The Kwame Nkrumah University of Science and Technology’s (KNUST) - Laboratory for Interdisciplinary Statistical Analysis (LISA) has organised the 2nd United States Agency for International Development (USAID) sponsored Capacity Building Workshop for Female Scientists. The workshop, which will run from Monday 4th to Friday 8th, November, 2019 has twenty-six (26) participants, comprising 24 drawn from all the regions in Ghana and two others from Nigeria.

Opening the Workshop, Dr. Mrs. Atinuke Adebanji, the Principal Investigator and Coordinator for the KNUST-LISA Project, said the training has been designed to build data analysis capacity for policy formulation, decision making and strategic planning to facilitate and accelerate local solutions to developmental challenges.
According to Dr. Mrs. Adebanji, the workshop will also help develop leadership skills and provide a mentoring platform for women drawn from the fields of Health, Environmental Science, Physical Science and Engineering.

Professor Rudith King of the Centre for Settlement Studies, said as a country, we are going nowhere if we do not engage, practicalise, utilise and operationalise science in our lives and work. She observed that Ghana was quick in signing unto the Millennium Development Goals. However, after several years, she questioned if the country has been able to achieve all these goals.
Prof. Mrs. King also bemoaned the realisation of development plans and strategies, especially Ghana’s Science, Technology and Innovation Plan.

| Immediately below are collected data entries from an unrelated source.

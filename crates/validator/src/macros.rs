//! Macros for creating validators with minimal boilerplate.
//!
//! # Examples
//!
//! ```rust,ignore
//! use probity_validator::validator;
//! use probity_validator::foundation::{Validate, ValidationError};
//!
//! // Unit validator (no fields)
//! validator! {
//!     pub NotEmpty for str;
//!     rule(input) { !input.is_empty() }
//!     error(input) { ValidationError::new("not_empty", "must not be empty") }
//!     fn not_empty();
//! }
//!
//! // Struct with fields
//! validator! {
//!     #[derive(Copy, PartialEq, Eq, Hash)]
//!     pub MinLength { min: usize } for str;
//!     rule(self, input) { input.len() >= self.min }
//!     error(self, input) { ValidationError::new("min_length", "too short") }
//!     new(min: usize) { Self { min } }
//!     fn min_length(min: usize);
//! }
//! ```

/// Creates a complete validator: struct definition, `Validate` implementation,
/// constructor, and factory function.
///
/// `#[derive(Debug, Clone)]` is always applied. Add extra derives via `#[derive(...)]`.
///
/// # Variants
///
/// **Unit validator** (zero-sized, no fields):
/// ```rust,ignore
/// validator! {
///     pub Digits for str;
///     rule(input) { input.bytes().all(|b| b.is_ascii_digit()) }
///     error(input) { ValidationError::new("numeric", "digits only") }
///     fn digits();
/// }
/// ```
///
/// **Struct with fields** (explicit `new`):
/// ```rust,ignore
/// validator! {
///     pub ExactLength { length: usize, mode: LengthMode } for str;
///     rule(self, input) { self.mode.measure(input) == self.length }
///     error(self, input) { ValidationError::new("exact_length", "wrong length") }
///     new(length: usize) { Self { length, mode: LengthMode::Chars } }
///     fn exact_length(length: usize);
/// }
/// ```
#[macro_export]
macro_rules! validator {
    // ── Unit validator (no fields) + factory fn ──────────────────────────
    (
        $(#[$meta:meta])*
        $vis:vis $name:ident for $input:ty;
        rule($inp:ident) $rule:block
        error($einp:ident) $err:block
        fn $factory:ident();
    ) => {
        $crate::validator! {
            $(#[$meta])*
            $vis $name for $input;
            rule($inp) $rule
            error($einp) $err
        }

        #[must_use]
        $vis const fn $factory() -> $name { $name }
    };

    // ── Unit validator (no fields), no factory ───────────────────────────
    (
        $(#[$meta:meta])*
        $vis:vis $name:ident for $input:ty;
        rule($inp:ident) $rule:block
        error($einp:ident) $err:block
    ) => {
        $(#[$meta])*
        #[derive(Debug, Clone, Copy, PartialEq, Eq, Hash)]
        $vis struct $name;

        impl $crate::foundation::Validate for $name {
            type Input = $input;

            #[allow(unused_variables)]
            fn validate(&self, $inp: &Self::Input) -> Result<(), $crate::foundation::ValidationError> {
                if $rule {
                    Ok(())
                } else {
                    let $einp = $inp;
                    Err($err)
                }
            }
        }
    };

    // ── Struct with fields + custom new + factory fn ─────────────────────
    (
        $(#[$meta:meta])*
        $vis:vis $name:ident { $($field:ident: $fty:ty),+ $(,)? } for $input:ty;
        rule($self_:ident, $inp:ident) $rule:block
        error($self2:ident, $einp:ident) $err:block
        new($($narg:ident: $naty:ty),* $(,)?) $new_body:block
        fn $factory:ident($($farg:ident: $faty:ty),* $(,)?);
    ) => {
        $crate::validator! {
            $(#[$meta])*
            $vis $name { $($field: $fty),+ } for $input;
            rule($self_, $inp) $rule
            error($self2, $einp) $err
            new($($narg: $naty),*) $new_body
        }

        #[must_use]
        $vis fn $factory($($farg: $faty),*) -> $name {
            $name::new($($farg),*)
        }
    };

    // ── Struct with fields + custom new, no factory ──────────────────────
    (
        $(#[$meta:meta])*
        $vis:vis $name:ident { $($field:ident: $fty:ty),+ $(,)? } for $input:ty;
        rule($self_:ident, $inp:ident) $rule:block
        error($self2:ident, $einp:ident) $err:block
        new($($narg:ident: $naty:ty),* $(,)?) $new_body:block
    ) => {
        $(#[$meta])*
        #[derive(Debug, Clone)]
        $vis struct $name {
            $(pub $field: $fty,)+
        }

        #[allow(clippy::new_without_default)]
        impl $name {
            #[must_use]
            pub fn new($($narg: $naty),*) -> Self $new_body
        }

        impl $crate::foundation::Validate for $name {
            type Input = $input;

            #[allow(unused_variables)]
            fn validate(&$self_, $inp: &Self::Input) -> Result<(), $crate::foundation::ValidationError> {
                if $rule {
                    Ok(())
                } else {
                    let $einp = $inp;
                    Err($err)
                }
            }
        }
    };
}
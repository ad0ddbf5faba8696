//! Integration tests for the prelude module.
//!
//! Verifies that `use probity_validator::prelude::*` brings in everything
//! a consumer needs for common validation scenarios.

use probity_validator::prelude::*;

// ============================================================================
// PRIMITIVES VIA PRELUDE
// ============================================================================

#[test]
fn primitives_are_available() {
    assert!(exact_length(5).validate("55462").is_ok());
    assert!(digits().validate("5546a").is_err());
    assert!(email().validate("john@example.com").is_ok());
    assert!(in_range(0, 100).unwrap().validate(&101).is_err());
    assert!(length_range(3, 50).unwrap().validate("Jo").is_err());
    assert!(not_empty().validate("").is_err());
    assert!(one_of(["CA"]).validate("NY").is_err());
    assert!(date_time(DateTimeFormat::Rfc3339).validate("1974-02-11T08:30:00Z").is_ok());
}

#[test]
fn validate_all_collects_every_failure() {
    let five = exact_length(5);
    let numeric = digits();
    let checks: [&dyn Validate<Input = str>; 2] = [&five, &numeric];
    let errors = validate_all("554a", &checks);
    let codes: Vec<_> = errors.iter().map(|e| e.code.as_ref()).collect();
    assert_eq!(codes, vec!["fixedLength", "numeric"]);
}

// ============================================================================
// RULE SETS VIA PRELUDE
// ============================================================================

#[test]
fn rule_set_round_trip_through_prelude() {
    let shape = Shape::new()
        .field("state", FieldType::String)
        .field("zip", FieldType::String);
    let rules: RuleSet = RuleSet::builder(shape)
        .config(EngineConfig::default().with_trim_whitespace(true))
        .rule("state", RuleKind::Required)
        .add(Rule::new("zip", RuleKind::fixed_length(5)))
        .build()
        .unwrap();

    let result: ValidationResult = rules.validate(&Record::new().with("state", "  ").with("zip", "1"));
    let paths: Vec<&FieldPath> = result.violations().iter().map(|v: &Violation| &v.path).collect();
    assert_eq!(paths, vec![&FieldPath::field("state"), &FieldPath::field("zip")]);
}

#[test]
fn configuration_errors_are_typed() {
    let error: RuleSetError = RuleSet::builder(Shape::new())
        .rule("name", RuleKind::Required)
        .build()
        .unwrap_err();
    assert_eq!(error.field(), "name");
}
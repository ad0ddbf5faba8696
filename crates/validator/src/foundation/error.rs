//! Error type for primitive validation failures
//!
//! A [`ValidationError`] says *what* went wrong with one value. It knows
//! nothing about where the value lives in a record; the rule engine attaches
//! the field path when it turns the error into a
//! [`Violation`](crate::rules::Violation).
//!
//! All string fields use `Cow<'static, str>` for zero-allocation in the
//! common case of static error codes and messages.

use std::borrow::Cow;
use std::fmt;

use smallvec::SmallVec;

/// Ordered key-value parameters, typically 0-3 per error.
pub type ErrorParams = SmallVec<[(Cow<'static, str>, Cow<'static, str>); 3]>;

/// A structured validation error.
///
/// # Examples
///
/// ```
/// use probity_validator::foundation::ValidationError;
///
/// let error = ValidationError::new("length", "String length must be between 3 and 50")
///     .with_param("min", "3")
///     .with_param("max", "50")
///     .with_param("actual", "2");
///
/// assert_eq!(error.param("actual"), Some("2"));
/// ```
#[derive(Debug, Clone, PartialEq, Eq)]
pub struct ValidationError {
    /// Error code for programmatic handling.
    ///
    /// Examples: "required", "length", "datetime"
    pub code: Cow<'static, str>,

    /// Human-readable error message in English.
    pub message: Cow<'static, str>,

    /// Parameters describing the failed check.
    ///
    /// Example: `[("min", "3"), ("max", "50"), ("actual", "2")]`
    pub params: ErrorParams,
}

impl ValidationError {
    /// Creates a new validation error with a code and message.
    pub fn new(code: impl Into<Cow<'static, str>>, message: impl Into<Cow<'static, str>>) -> Self {
        Self {
            code: code.into(),
            message: message.into(),
            params: SmallVec::new(),
        }
    }

    /// Adds a parameter to the error.
    #[must_use = "builder methods must be chained or built"]
    pub fn with_param(
        mut self,
        key: impl Into<Cow<'static, str>>,
        value: impl Into<Cow<'static, str>>,
    ) -> Self {
        self.params.push((key.into(), value.into()));
        self
    }

    /// Looks up a parameter value by key.
    #[must_use]
    pub fn param(&self, key: &str) -> Option<&str> {
        self.params
            .iter()
            .find(|(k, _)| k.as_ref() == key)
            .map(|(_, v)| v.as_ref())
    }
}

impl fmt::Display for ValidationError {
    fn fmt(&self, f: &mut fmt::Formatter<'_>) -> fmt::Result {
        write!(f, "{}: {}", self.code, self.message)?;

        if !self.params.is_empty() {
            write!(f, " (params: [")?;
            for (i, (k, v)) in self.params.iter().enumerate() {
                if i > 0 {
                    write!(f, ", ")?;
                }
                write!(f, "{k}={v}")?;
            }
            write!(f, "])")?;
        }

        Ok(())
    }
}

impl std::error::Error for ValidationError {}

// ============================================================================
// CONVENIENCE CONSTRUCTORS
// ============================================================================

impl ValidationError {
    /// Creates a "required" error.
    pub fn required() -> Self {
        Self::new("required", "This field is required")
    }

    /// Creates an "invalid format" error under the given code.
    pub fn invalid_format(
        code: impl Into<Cow<'static, str>>,
        expected: impl Into<Cow<'static, str>>,
    ) -> Self {
        let expected = expected.into();
        Self::new(code, format!("Value is not a valid {expected}")).with_param("expected", expected)
    }

    /// Creates a "type-mismatch" error.
    pub fn type_mismatch(
        expected: impl Into<Cow<'static, str>>,
        actual: impl Into<Cow<'static, str>>,
    ) -> Self {
        let expected = expected.into();
        let actual = actual.into();
        Self::new(
            "type-mismatch",
            format!("Expected a {expected} value but found a {actual}"),
        )
        .with_param("expected", expected)
        .with_param("actual", actual)
    }

    /// Creates a "range" error.
    pub fn out_of_range<T: fmt::Display>(min: T, max: T, actual: T) -> Self {
        Self::new("range", format!("Value must be between {min} and {max}"))
            .with_param("min", min.to_string())
            .with_param("max", max.to_string())
            .with_param("actual", actual.to_string())
    }
}

// ============================================================================
// TESTS
// ============================================================================
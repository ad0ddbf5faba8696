//! The record data model
//!
//! A [`Record`] is what the engine validates: an ordered set of named
//! [`Value`]s, possibly nested. Records are read-only during validation.
//!
//! Typed structs take part through [`ToRecord`], which keeps rule
//! declarations independent of any particular struct definition.

mod path;
mod value;

pub use path::{FieldPath, PathSegment};
pub use value::{Record, Value};

/// Conversion of a typed value into a [`Record`].
///
/// # Examples
///
/// ```
/// use probity_validator::record::{Record, ToRecord};
///
/// struct Address {
///     state: String,
///     zip: String,
/// }
///
/// impl ToRecord for Address {
///     fn to_record(&self) -> Record {
///         Record::new()
///             .with("state", self.state.as_str())
///             .with("zip", self.zip.as_str())
///     }
/// }
///
/// let address = Address { state: "CA".into(), zip: "55462".into() };
/// assert_eq!(address.to_record().len(), 2);
/// ```
pub trait ToRecord {
    /// Builds the record view of `self`.
    fn to_record(&self) -> Record;
}

impl ToRecord for Record {
    fn to_record(&self) -> Record {
        self.clone()
    }
}

impl<T: ToRecord + ?Sized> ToRecord for &T {
    fn to_record(&self) -> Record {
        (**self).to_record()
    }
}
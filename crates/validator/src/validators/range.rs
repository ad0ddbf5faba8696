//! Numeric range validators

use crate::foundation::{Validate, ValidationError};

/// Validates that an integer is within an inclusive range.
///
/// # Examples
///
/// ```
/// use probity_validator::validators::InRange;
/// use probity_validator::foundation::Validate;
///
/// let age = InRange::new(0, 100).unwrap();
/// assert!(age.validate(&0).is_ok());
/// assert!(age.validate(&100).is_ok());
/// assert!(age.validate(&101).is_err());
/// ```
#[derive(Debug, Clone, Copy, PartialEq, Eq, Hash)]
pub struct InRange {
    /// Lower bound (inclusive).
    pub min: i64,
    /// Upper bound (inclusive).
    pub max: i64,
}

impl InRange {
    /// Creates a range validator.
    ///
    /// Returns an error if `min > max`.
    pub fn new(min: i64, max: i64) -> Result<Self, ValidationError> {
        if min > max {
            return Err(ValidationError::new("invalid_range", "min must be <= max")
                .with_param("min", min.to_string())
                .with_param("max", max.to_string()));
        }
        Ok(Self { min, max })
    }
}

impl Validate for InRange {
    type Input = i64;

    fn validate(&self, input: &i64) -> Result<(), ValidationError> {
        if (self.min..=self.max).contains(input) {
            Ok(())
        } else {
            Err(ValidationError::out_of_range(self.min, self.max, *input))
        }
    }
}

/// Creates an inclusive range validator.
pub fn in_range(min: i64, max: i64) -> Result<InRange, ValidationError> {
    InRange::new(min, max)
}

In her keynote address, Professor Frances Owusu Daaku, speaking on ‘Women in Leadership, Going Forward’ stated that in the past there was creation of awareness on the need for girl-child education. There have however been challenges emanating from stereotyping of women playing leadership roles in institutions, politics and religion.
Though women have also made significant contributions to science and national development internationally and locally, there is still gender disparity in Science, Technology, Engineering and Mathematics (STEM). In 2018, only 35% of all students enrolled in STEM were females, with few women researchers according to World Health Organization Report.
She therefore called on women to make themselves visible, be good at what they do in the scientific community and not to allow stereotypes to pull them back, but to challenge them to promote effective networking. She also called on institutions to come up with effective sexual harassment policies and others aimed at empowering women for national development.
KNUST-LISA, which is part of the Global Network for Statistical Analysis, established early this year, is a service-centre, which seeks to improve statistical competency in the University community, nationally and internationally.